When set to "1" at time t ₁ to the external clock signal LD to be "1" at time t ₀ is delayed approximately one clock period from time t _0, in this state during the one cycle of the external clock signal LD In this case, the display processing is performed six times, and the screen is disturbed. However, this time, the third output signal S ₃ is "0", the timing shift detection signal CR is time t _2, the becomes "0". Therefore, the 6D flip-flop circuit 12 is forced to a possible clearing is applied, so that the rise of the internal clock signal is delayed until time t _3. Therefore, the following 5
The internal clock signal LDL rises after the pixel data has reliably reached the parallel / serial conversion circuit, and it is possible to avoid shifting to the display processing before data is input. Therefore, the disturbance of the screen due to the timing deviation is minimized.

〔The invention's effect〕

Since the present invention is configured as described above, an internal clock signal synchronized with the first clock signal in the same cycle as the external clock signal is generated in the information processing device by inputting an external clock signal according to the purpose. Then, since the parallel / serial conversion of the data is performed based on this, even if the external clock signal is shifted, the influence of the timing shift can be minimized by correcting the internal clock signal. Since the data conversion error due to the timing shift can be reduced and the influence on the serial data processing can be reduced, for example, in the case of the drawing processing, the display can be performed with the disturbance of the image minimized. To play.

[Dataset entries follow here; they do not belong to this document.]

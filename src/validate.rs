//! Validation and repair of oracle answers against the vocabulary.
//!
//! The oracle regularly returns an id and label that disagree: a guessed id
//! next to a correct label, a synonym instead of the preferred label, or a
//! label with a typo. The validator classifies the pair and, when one half is
//! trustworthy, repairs the other from the vocabulary.

use crate::vocab::VocabularyStore;

/// Why a pair did or did not validate.
#[derive(Debug, Clone, PartialEq, Eq)]
pub enum ValidationStatus {
    /// The label is the id's canonical label.
    Valid,
    /// The label is a synonym owned by the id's term.
    ValidViaSynonym,
    IdNotFound,
    LabelNotFound,
    /// Both exist but belong to different terms.
    Mismatch {
        /// The term the label actually names.
        canonical_id: String,
        canonical_label: String,
    },
}

/// Result of checking an id/label pair.
#[derive(Debug, Clone, PartialEq, Eq)]
pub struct ValidationOutcome {
    pub is_valid: bool,
    pub message: String,
    pub status: ValidationStatus,
}

impl ValidationOutcome {
    fn new(status: ValidationStatus, message: String) -> Self {
        Self {
            is_valid: matches!(
                status,
                ValidationStatus::Valid | ValidationStatus::ValidViaSynonym
            ),
            message,
            status,
        }
    }
}

/// Checks id/label pairs against a read-only [`VocabularyStore`].
#[derive(Debug, Clone, Copy)]
pub struct Validator<'a> {
    store: &'a VocabularyStore,
}

impl<'a> Validator<'a> {
    pub fn new(store: &'a VocabularyStore) -> Self {
        Self { store }
    }

    /// Check that `id` exists, `label` exists (directly or as a synonym), and
    /// that both name the same term.
    pub fn validate(&self, id: &str, label: &str) -> ValidationOutcome {
        if !self.store.exists_id(id) {
            return ValidationOutcome::new(
                ValidationStatus::IdNotFound,
                format!("id not found: '{id}' is not an active vocabulary term"),
            );
        }
        if !self.store.exists_label(label) {
            return ValidationOutcome::new(
                ValidationStatus::LabelNotFound,
                format!("label not found: '{label}' is not a known label"),
            );
        }

        let expected = self.store.label_for_id(id).unwrap_or_default();
        if expected == label {
            return ValidationOutcome::new(ValidationStatus::Valid, "valid match".into());
        }

        if let Some(owner) = self.store.term_for_synonym(label) {
            if owner.id == id {
                return ValidationOutcome::new(
                    ValidationStatus::ValidViaSynonym,
                    "valid match (via synonym)".into(),
                );
            }
        }

        let (canonical_label, canonical_id) = self.store.normalize(label);
        let canonical_label = canonical_label.unwrap_or(label).to_string();
        let canonical_id = canonical_id.unwrap_or_default().to_string();
        ValidationOutcome::new(
            ValidationStatus::Mismatch {
                canonical_id: canonical_id.clone(),
                canonical_label: canonical_label.clone(),
            },
            format!(
                "id/label mismatch: '{id}' has label '{expected}', \
                 but '{label}' belongs to '{canonical_label}' ({canonical_id})"
            ),
        )
    }

    /// Repair a pair: trust a valid id and take its canonical label, else
    /// trust a valid label (or synonym) and take its canonical id, else
    /// return the pair unchanged.
    pub fn fix(&self, id: &str, label: &str) -> (String, String) {
        if let Some(canonical) = self.store.label_for_id(id) {
            return (id.to_string(), canonical.to_string());
        }
        if let (Some(canonical_label), Some(canonical_id)) = self.store.normalize(label) {
            return (canonical_id.to_string(), canonical_label.to_string());
        }
        (id.to_string(), label.to_string())
    }

    /// Canonical `(id, label)` owning `label` when it is a known preferred
    /// label or synonym.
    pub fn normalize(&self, label: &str) -> Option<(String, String)> {
        match self.store.normalize(label) {
            (Some(canonical_label), Some(canonical_id)) => {
                Some((canonical_id.to_string(), canonical_label.to_string()))
            }
            _ => None,
        }
    }

    /// Canonical `(id, label)` for a pair that validated.
    pub fn canonicalize(&self, id: &str, label: &str) -> (String, String) {
        match self.store.label_for_id(id) {
            Some(canonical) => (id.to_string(), canonical.to_string()),
            None => (id.to_string(), label.to_string()),
        }
    }
}

#[cfg(test)]
mod tests {
    use super::*;
    use crate::vocab::{VocabularyOptions, VocabularyTerm};

    fn store(use_synonyms: bool) -> VocabularyStore {
        VocabularyStore::from_terms(
            vec![
                VocabularyTerm::new("T1", "Gene expression").with_synonyms(["GEX"]),
                VocabularyTerm::new("T2", "Proteomics").with_synonyms(["Protein science"]),
                VocabularyTerm::new("T3", "Retired").obsolete(true),
            ],
            &VocabularyOptions {
                use_synonyms,
                ..Default::default()
            },
        )
        .unwrap()
    }

    #[test]
    fn every_active_term_round_trips() {
        let store = store(true);
        let validator = Validator::new(&store);
        for term in store.active_terms() {
            let outcome = validator.validate(&term.id, &term.preferred_label);
            assert!(outcome.is_valid, "{}", outcome.message);
            assert_eq!(
                validator.fix(&term.id, "wrong label"),
                (term.id.clone(), term.preferred_label.clone())
            );
        }
    }

    #[test]
    fn unknown_id_fails_first() {
        let store = store(false);
        let outcome = Validator::new(&store).validate("T9", "Also unknown");
        assert!(!outcome.is_valid);
        assert_eq!(outcome.status, ValidationStatus::IdNotFound);
        assert!(outcome.message.starts_with("id not found"));
    }

    #[test]
    fn obsolete_id_is_not_found() {
        let store = store(false);
        let outcome = Validator::new(&store).validate("T3", "Retired");
        assert_eq!(outcome.status, ValidationStatus::IdNotFound);
    }

    #[test]
    fn unknown_label_fails() {
        let store = store(false);
        let outcome = Validator::new(&store).validate("T1", "Totally Wrong Label");
        assert!(!outcome.is_valid);
        assert_eq!(outcome.status, ValidationStatus::LabelNotFound);
    }

    #[test]
    fn mismatch_names_the_conflicting_pair() {
        let store = store(false);
        let outcome = Validator::new(&store).validate("T1", "Proteomics");
        assert!(!outcome.is_valid);
        assert_eq!(
            outcome.status,
            ValidationStatus::Mismatch {
                canonical_id: "T2".into(),
                canonical_label: "Proteomics".into(),
            }
        );
        assert!(outcome.message.contains("id/label mismatch"));
        assert!(outcome.message.contains("Gene expression"));
    }

    #[test]
    fn synonym_validates_only_when_enabled() {
        let on = store(true);
        let outcome = Validator::new(&on).validate("T1", "GEX");
        assert_eq!(outcome.status, ValidationStatus::ValidViaSynonym);
        assert!(outcome.is_valid);

        let off = store(false);
        let outcome = Validator::new(&off).validate("T1", "GEX");
        assert_eq!(outcome.status, ValidationStatus::LabelNotFound);
    }

    #[test]
    fn synonym_of_another_term_is_a_mismatch() {
        let store = store(true);
        let outcome = Validator::new(&store).validate("T1", "Protein science");
        assert!(matches!(
            outcome.status,
            ValidationStatus::Mismatch { ref canonical_id, .. } if canonical_id == "T2"
        ));
    }

    #[test]
    fn fix_prefers_id_then_label() {
        let store = store(true);
        let validator = Validator::new(&store);
        assert_eq!(
            validator.fix("T1", "Totally Wrong Label"),
            ("T1".to_string(), "Gene expression".to_string())
        );
        assert_eq!(
            validator.fix("http://guessed/topic_9999", "Proteomics"),
            ("T2".to_string(), "Proteomics".to_string())
        );
        assert_eq!(
            validator.fix("bogus", "GEX"),
            ("T1".to_string(), "Gene expression".to_string())
        );
        assert_eq!(
            validator.fix("bogus", "nothing"),
            ("bogus".to_string(), "nothing".to_string())
        );
    }

    #[test]
    fn wrong_label_is_repaired_and_revalidates() {
        let store = store(false);
        let validator = Validator::new(&store);
        assert!(!validator.validate("T1", "Totally Wrong Label").is_valid);
        let (id, label) = validator.fix("T1", "Totally Wrong Label");
        assert_eq!(label, "Gene expression");
        assert!(validator.validate(&id, &label).is_valid);
    }
}
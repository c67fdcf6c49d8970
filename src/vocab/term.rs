//! Vocabulary term model.

use serde::{Deserialize, Serialize};

/// Top-level branch of the ontology a term belongs to.
///
/// Derived from the identifier: EDAM ids end in `topic_NNNN`,
/// `operation_NNNN`, `data_NNNN` or `format_NNNN`.
#[derive(Debug, Clone, Copy, PartialEq, Eq, Hash, Serialize, Deserialize)]
#[serde(rename_all = "lowercase")]
pub enum TermCategory {
    Topic,
    Operation,
    Data,
    Format,
    Other,
}

impl TermCategory {
    /// Classify an identifier by its final path segment.
    pub fn from_id(id: &str) -> Self {
        let segment = id.rsplit(['/', '#']).next().unwrap_or(id);
        if segment.starts_with("topic_") {
            Self::Topic
        } else if segment.starts_with("operation_") {
            Self::Operation
        } else if segment.starts_with("data_") {
            Self::Data
        } else if segment.starts_with("format_") {
            Self::Format
        } else {
            Self::Other
        }
    }

    pub fn as_str(&self) -> &'static str {
        match self {
            Self::Topic => "topic",
            Self::Operation => "operation",
            Self::Data => "data",
            Self::Format => "format",
            Self::Other => "other",
        }
    }
}

impl std::fmt::Display for TermCategory {
    fn fmt(&self, f: &mut std::fmt::Formatter<'_>) -> std::fmt::Result {
        f.write_str(self.as_str())
    }
}

/// One entry of the controlled vocabulary.
#[derive(Debug, Clone, PartialEq, Serialize, Deserialize)]
pub struct VocabularyTerm {
    /// Globally unique, URI-shaped identifier.
    pub id: String,
    /// Canonical label.
    pub preferred_label: String,
    /// Free-text definition, if the source has one.
    pub definition: Option<String>,
    /// Alternative labels in source order.
    pub synonyms: Vec<String>,
    pub category: TermCategory,
    pub obsolete: bool,
}

impl VocabularyTerm {
    /// Build a term, deriving the category from the id.
    pub fn new(id: impl Into<String>, preferred_label: impl Into<String>) -> Self {
        let id = id.into();
        Self {
            category: TermCategory::from_id(&id),
            id,
            preferred_label: preferred_label.into(),
            definition: None,
            synonyms: Vec::new(),
            obsolete: false,
        }
    }

    pub fn with_definition(mut self, definition: impl Into<String>) -> Self {
        let definition = definition.into();
        self.definition = (!definition.trim().is_empty()).then_some(definition);
        self
    }

    pub fn with_synonyms<I, S>(mut self, synonyms: I) -> Self
    where
        I: IntoIterator<Item = S>,
        S: Into<String>,
    {
        self.synonyms = synonyms.into_iter().map(Into::into).collect();
        self
    }

    pub fn obsolete(mut self, obsolete: bool) -> Self {
        self.obsolete = obsolete;
        self
    }

    /// Text used for lexical relevance: label, definition and synonyms.
    pub fn search_text(&self) -> String {
        let mut text = self.preferred_label.clone();
        if let Some(def) = &self.definition {
            text.push(' ');
            text.push_str(def);
        }
        for syn in &self.synonyms {
            text.push(' ');
            text.push_str(syn);
        }
        text
    }
}

#[cfg(test)]
mod tests {
    use super::*;

    #[test]
    fn category_from_edam_ids() {
        assert_eq!(
            TermCategory::from_id("http://edamontology.org/topic_0080"),
            TermCategory::Topic
        );
        assert_eq!(
            TermCategory::from_id("http://edamontology.org/operation_2945"),
            TermCategory::Operation
        );
        assert_eq!(
            TermCategory::from_id("http://edamontology.org/data_0006"),
            TermCategory::Data
        );
        assert_eq!(
            TermCategory::from_id("http://edamontology.org/format_1915"),
            TermCategory::Format
        );
        assert_eq!(TermCategory::from_id("T1"), TermCategory::Other);
        assert_eq!(TermCategory::from_id("topic_3365"), TermCategory::Topic);
    }

    #[test]
    fn blank_definition_is_none() {
        let term = VocabularyTerm::new("T1", "Gene expression").with_definition("   ");
        assert!(term.definition.is_none());
    }

    #[test]
    fn search_text_includes_synonyms() {
        let term = VocabularyTerm::new("T1", "Gene expression")
            .with_definition("Study of transcription.")
            .with_synonyms(["GEX"]);
        assert_eq!(term.search_text(), "Gene expression Study of transcription. GEX");
    }
}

[Brief description of the drawings]

FIG. 1 is a block diagram of an embodiment of the present invention, FIG. 2 is a block diagram of a parallel / serial conversion circuit, FIG. 3 is a timing chart of a synchronous circuit, FIG. FIG. 6 is an explanatory diagram of a display operation of pixel data, FIG. 6 is an explanatory diagram of drawing and capture timing, FIG. 7 is an explanatory diagram of a timing shift between a dot clock signal and an external clock signal, and FIG. It is a more specific explanatory drawing. DESCRIPTION OF SYMBOLS 1 ... Synchronization circuit 2 ... Timing deviation detection circuit 3 ... Internal synchronization circuit 4 ... 1st D flip-flop circuit 5 ... 2D flip-flop circuit 6 ... 1st NAND circuit 7 ... 2nd NAND circuit 8 ... Buffer Circuit 9 3D flip-flop circuit 10 4th D flip-flop circuit 11 5th D flip-flop circuit 12 6th D flip-flop circuit 13 parallel / serial conversion circuit 14-18 D flip-flop circuit

──────────────────────────────────────────────────続 き Continued on the front page (58) Field surveyed (Int. Cl. ⁷ , DB name) G09G 5/12 G06F 5/00 G09G 5/00 H04N 1/21

Claims (1)

(57) [Claims] A plurality of pixel data (A to E) are fetched in parallel based on an external clock signal (LD), the plurality of pixel data are converted to serial data, and the serial data is converted to the external clock signal (LD). ) Is a parallel / parallel signal that is output in synchronization with the asynchronous first clock signal (DCK).
In the image processing apparatus provided with the serial conversion means (13), the external clock signal (LD) is input, has the same cycle as the external clock signal (LD), and is synchronized with the first clock signal (DCK). Generating the second clock signal (LDL), outputting the second clock signal (LDL) to the parallel / serial conversion means (13) as a timing for taking in the plurality of pixel data (A to E). ,
When the rise of the external clock signal (LD) and the rise of the first clock signal (DCK) approach within a predetermined time, the synchronization circuit (1) delays the rise of the second clock signal (LDL). After delaying the rise of the second clock signal (LDL), only the plurality of pixel data (A to E) captured by the parallel / serial conversion means (13) is converted to the first data.
An image processing apparatus for sequentially outputting serially in synchronization with a clock signal (DCK).